▶ _EXERCISE INSTRUCTIONS_: Read the records beneath this task and copy every line that contains the string "bracket".

▶ _Stored data entries_:
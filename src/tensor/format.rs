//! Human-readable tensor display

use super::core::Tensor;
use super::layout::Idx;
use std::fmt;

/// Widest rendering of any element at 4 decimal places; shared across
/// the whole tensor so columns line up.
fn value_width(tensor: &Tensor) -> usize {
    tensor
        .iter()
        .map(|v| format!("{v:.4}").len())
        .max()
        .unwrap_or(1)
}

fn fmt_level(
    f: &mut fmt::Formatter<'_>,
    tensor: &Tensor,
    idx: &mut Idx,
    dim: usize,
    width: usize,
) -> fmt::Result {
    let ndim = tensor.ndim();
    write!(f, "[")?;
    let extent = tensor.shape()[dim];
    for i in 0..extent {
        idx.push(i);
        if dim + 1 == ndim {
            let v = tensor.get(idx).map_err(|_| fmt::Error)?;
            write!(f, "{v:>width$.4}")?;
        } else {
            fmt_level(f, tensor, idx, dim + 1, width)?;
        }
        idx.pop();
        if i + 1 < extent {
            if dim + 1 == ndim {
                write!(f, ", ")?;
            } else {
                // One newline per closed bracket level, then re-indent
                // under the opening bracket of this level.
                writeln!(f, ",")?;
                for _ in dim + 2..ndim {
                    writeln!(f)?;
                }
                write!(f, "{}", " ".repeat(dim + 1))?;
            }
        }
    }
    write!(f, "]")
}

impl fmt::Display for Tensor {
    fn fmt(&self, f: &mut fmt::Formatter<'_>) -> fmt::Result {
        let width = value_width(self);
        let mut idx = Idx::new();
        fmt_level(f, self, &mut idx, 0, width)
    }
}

▶ _RESULT OF THIS EXERCISE_:
                // One newline per closed bracket level, then re-indent
                // under the opening bracket of this level.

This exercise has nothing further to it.